[Saved entries]
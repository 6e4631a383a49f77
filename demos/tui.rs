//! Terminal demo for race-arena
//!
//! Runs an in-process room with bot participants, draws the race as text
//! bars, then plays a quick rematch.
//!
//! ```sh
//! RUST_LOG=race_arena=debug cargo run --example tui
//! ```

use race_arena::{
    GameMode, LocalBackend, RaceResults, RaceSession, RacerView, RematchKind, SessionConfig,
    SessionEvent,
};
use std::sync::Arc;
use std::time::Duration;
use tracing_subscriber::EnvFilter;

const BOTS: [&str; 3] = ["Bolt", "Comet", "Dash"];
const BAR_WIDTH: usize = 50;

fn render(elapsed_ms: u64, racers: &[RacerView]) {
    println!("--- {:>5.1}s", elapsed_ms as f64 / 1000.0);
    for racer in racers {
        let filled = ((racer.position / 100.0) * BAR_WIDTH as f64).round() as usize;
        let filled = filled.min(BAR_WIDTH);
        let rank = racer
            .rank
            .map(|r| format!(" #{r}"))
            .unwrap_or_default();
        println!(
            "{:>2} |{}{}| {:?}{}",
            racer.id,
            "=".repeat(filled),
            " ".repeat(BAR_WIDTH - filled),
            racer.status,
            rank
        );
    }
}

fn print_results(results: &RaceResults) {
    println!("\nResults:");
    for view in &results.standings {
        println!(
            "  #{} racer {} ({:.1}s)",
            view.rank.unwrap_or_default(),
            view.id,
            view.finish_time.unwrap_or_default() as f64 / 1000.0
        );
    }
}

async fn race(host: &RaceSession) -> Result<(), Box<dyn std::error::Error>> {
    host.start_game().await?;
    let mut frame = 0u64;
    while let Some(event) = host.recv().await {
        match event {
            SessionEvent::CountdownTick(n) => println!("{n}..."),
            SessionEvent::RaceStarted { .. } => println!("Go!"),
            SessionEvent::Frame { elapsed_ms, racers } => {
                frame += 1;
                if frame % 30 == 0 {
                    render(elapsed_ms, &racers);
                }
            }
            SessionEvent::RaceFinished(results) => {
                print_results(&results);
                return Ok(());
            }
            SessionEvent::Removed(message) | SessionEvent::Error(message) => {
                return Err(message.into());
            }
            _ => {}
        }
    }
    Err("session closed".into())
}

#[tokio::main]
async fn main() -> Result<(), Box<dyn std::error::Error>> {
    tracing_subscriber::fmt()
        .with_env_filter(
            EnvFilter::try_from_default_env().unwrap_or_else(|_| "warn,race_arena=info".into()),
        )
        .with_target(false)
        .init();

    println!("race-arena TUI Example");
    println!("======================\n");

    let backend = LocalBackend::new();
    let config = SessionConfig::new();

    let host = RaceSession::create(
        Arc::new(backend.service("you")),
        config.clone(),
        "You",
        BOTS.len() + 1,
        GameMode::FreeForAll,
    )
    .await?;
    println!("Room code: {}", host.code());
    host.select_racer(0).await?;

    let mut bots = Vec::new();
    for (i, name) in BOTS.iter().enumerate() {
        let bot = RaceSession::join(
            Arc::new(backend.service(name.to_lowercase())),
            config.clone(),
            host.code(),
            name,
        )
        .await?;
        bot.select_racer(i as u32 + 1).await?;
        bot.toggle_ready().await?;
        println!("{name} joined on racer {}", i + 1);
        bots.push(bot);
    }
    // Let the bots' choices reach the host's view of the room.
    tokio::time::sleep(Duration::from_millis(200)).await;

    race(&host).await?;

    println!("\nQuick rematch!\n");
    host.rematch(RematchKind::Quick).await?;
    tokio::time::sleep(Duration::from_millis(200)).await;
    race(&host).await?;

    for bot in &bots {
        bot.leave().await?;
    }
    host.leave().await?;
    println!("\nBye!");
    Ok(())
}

---

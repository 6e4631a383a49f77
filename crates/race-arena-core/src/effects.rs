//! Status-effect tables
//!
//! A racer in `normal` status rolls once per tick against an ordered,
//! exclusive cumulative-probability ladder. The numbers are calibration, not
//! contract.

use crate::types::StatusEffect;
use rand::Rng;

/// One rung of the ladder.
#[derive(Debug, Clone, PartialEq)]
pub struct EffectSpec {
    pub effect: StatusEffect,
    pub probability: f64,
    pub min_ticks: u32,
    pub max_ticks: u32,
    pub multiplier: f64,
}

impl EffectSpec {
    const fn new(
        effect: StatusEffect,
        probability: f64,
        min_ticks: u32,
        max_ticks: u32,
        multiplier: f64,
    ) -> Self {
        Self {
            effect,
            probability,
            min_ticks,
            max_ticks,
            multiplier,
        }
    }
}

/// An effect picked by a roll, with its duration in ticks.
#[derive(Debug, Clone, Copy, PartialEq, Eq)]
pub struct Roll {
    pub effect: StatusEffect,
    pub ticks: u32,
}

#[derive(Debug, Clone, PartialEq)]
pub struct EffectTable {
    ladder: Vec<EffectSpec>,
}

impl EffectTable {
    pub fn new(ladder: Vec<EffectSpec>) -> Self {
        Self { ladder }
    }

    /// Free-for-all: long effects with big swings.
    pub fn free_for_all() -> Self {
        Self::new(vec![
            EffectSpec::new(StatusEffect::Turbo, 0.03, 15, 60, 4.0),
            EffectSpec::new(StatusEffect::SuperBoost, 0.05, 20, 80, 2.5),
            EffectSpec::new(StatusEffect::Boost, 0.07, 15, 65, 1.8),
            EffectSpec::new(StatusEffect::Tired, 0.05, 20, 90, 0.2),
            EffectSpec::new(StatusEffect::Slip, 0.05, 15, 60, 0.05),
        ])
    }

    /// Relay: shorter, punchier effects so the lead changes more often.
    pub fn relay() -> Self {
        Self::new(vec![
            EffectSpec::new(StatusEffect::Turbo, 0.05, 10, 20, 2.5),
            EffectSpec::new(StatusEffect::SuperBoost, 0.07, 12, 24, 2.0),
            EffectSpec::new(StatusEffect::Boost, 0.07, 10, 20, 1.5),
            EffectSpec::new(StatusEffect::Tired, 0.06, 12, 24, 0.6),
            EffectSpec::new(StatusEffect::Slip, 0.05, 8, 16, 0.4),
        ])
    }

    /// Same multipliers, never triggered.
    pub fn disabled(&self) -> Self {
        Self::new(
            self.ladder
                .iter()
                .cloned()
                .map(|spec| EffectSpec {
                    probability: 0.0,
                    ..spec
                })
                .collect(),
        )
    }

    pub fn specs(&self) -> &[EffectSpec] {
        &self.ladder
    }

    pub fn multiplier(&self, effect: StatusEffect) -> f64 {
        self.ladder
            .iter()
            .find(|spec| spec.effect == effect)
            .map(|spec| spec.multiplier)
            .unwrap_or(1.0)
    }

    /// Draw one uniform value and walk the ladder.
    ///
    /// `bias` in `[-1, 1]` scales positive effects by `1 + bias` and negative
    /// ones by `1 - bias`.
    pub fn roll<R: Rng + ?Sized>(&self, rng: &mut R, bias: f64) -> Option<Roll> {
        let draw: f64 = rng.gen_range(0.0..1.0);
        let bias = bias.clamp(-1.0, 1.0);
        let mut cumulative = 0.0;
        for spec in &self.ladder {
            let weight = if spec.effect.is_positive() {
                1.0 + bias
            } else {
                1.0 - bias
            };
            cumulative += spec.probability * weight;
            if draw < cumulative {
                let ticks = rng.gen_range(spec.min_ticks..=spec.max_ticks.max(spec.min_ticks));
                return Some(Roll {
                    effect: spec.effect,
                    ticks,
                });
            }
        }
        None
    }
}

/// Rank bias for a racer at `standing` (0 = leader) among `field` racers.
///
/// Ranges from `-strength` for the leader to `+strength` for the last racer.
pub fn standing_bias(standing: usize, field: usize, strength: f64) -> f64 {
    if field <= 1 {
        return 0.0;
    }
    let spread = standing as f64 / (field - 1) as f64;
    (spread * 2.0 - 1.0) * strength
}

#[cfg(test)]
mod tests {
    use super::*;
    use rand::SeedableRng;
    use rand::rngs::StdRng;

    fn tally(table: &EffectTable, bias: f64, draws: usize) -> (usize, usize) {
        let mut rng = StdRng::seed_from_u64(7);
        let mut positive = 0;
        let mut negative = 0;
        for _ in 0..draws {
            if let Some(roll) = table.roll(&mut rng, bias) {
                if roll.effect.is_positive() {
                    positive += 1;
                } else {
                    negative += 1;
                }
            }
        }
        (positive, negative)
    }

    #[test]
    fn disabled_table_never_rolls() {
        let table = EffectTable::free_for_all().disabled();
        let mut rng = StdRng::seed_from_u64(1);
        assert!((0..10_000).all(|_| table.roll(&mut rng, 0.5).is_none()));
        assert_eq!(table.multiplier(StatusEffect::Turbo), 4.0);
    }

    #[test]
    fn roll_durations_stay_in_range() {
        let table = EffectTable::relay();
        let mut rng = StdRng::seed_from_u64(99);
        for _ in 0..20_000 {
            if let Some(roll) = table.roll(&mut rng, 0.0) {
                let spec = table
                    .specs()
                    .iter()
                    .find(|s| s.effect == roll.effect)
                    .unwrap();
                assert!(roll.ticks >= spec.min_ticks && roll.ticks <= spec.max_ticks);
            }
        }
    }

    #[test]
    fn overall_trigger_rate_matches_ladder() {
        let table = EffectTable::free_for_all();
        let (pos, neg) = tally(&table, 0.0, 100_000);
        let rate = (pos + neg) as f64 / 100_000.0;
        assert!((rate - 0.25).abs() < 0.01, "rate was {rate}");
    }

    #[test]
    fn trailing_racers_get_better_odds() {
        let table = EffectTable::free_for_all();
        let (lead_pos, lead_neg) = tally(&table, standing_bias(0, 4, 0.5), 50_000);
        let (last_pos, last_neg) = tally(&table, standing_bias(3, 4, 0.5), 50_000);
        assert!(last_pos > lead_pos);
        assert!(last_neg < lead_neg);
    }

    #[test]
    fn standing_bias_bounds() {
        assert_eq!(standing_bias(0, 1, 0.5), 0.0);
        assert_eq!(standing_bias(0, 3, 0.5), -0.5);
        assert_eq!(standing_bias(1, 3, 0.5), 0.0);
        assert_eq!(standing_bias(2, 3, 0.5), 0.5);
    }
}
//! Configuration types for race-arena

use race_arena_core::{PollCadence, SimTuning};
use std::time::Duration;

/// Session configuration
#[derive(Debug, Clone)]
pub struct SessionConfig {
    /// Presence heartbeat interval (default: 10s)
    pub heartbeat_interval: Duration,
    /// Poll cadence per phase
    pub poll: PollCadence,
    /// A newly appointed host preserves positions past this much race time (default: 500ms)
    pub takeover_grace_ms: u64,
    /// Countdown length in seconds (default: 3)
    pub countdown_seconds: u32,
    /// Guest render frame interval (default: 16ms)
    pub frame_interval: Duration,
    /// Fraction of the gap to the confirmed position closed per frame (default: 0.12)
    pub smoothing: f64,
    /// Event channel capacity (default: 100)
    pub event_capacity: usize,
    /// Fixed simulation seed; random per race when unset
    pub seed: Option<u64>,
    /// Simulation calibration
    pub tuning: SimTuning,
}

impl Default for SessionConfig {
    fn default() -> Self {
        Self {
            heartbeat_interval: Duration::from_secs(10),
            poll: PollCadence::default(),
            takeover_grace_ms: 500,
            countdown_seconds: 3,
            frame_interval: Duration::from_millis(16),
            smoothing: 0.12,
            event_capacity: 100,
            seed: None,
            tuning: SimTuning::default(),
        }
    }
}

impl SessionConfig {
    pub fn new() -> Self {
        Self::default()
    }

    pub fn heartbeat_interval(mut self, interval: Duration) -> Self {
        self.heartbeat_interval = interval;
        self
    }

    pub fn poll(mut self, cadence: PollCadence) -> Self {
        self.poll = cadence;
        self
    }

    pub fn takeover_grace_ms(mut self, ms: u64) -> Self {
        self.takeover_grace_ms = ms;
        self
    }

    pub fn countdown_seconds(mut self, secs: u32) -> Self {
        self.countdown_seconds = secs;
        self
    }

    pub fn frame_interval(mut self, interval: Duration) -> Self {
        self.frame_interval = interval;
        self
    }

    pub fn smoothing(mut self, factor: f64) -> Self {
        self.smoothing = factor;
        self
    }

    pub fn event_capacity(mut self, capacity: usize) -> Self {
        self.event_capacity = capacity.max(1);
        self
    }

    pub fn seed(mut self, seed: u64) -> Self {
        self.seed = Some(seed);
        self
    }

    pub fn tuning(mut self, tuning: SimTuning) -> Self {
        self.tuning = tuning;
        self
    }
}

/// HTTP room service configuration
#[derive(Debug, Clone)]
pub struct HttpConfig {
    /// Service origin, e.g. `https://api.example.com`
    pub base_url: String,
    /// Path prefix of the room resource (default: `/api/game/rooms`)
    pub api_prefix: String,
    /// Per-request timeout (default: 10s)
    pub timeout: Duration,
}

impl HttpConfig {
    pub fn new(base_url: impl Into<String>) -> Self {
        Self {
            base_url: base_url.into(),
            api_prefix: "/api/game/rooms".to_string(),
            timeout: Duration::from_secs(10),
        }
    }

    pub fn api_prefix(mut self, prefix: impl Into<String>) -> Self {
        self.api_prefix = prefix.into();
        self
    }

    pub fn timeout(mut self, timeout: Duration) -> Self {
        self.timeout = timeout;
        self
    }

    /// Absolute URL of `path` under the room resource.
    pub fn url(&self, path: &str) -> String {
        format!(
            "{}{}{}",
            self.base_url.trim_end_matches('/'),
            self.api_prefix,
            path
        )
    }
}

▸ **Requirement**
Pick out every line above that holds the word "smoothing" and copy it.

▸ **Solution below**
    pub smoothing: f64,
            smoothing: 0.12,
    pub fn smoothing(mut self, factor: f64) -> Self {
        self.smoothing = factor;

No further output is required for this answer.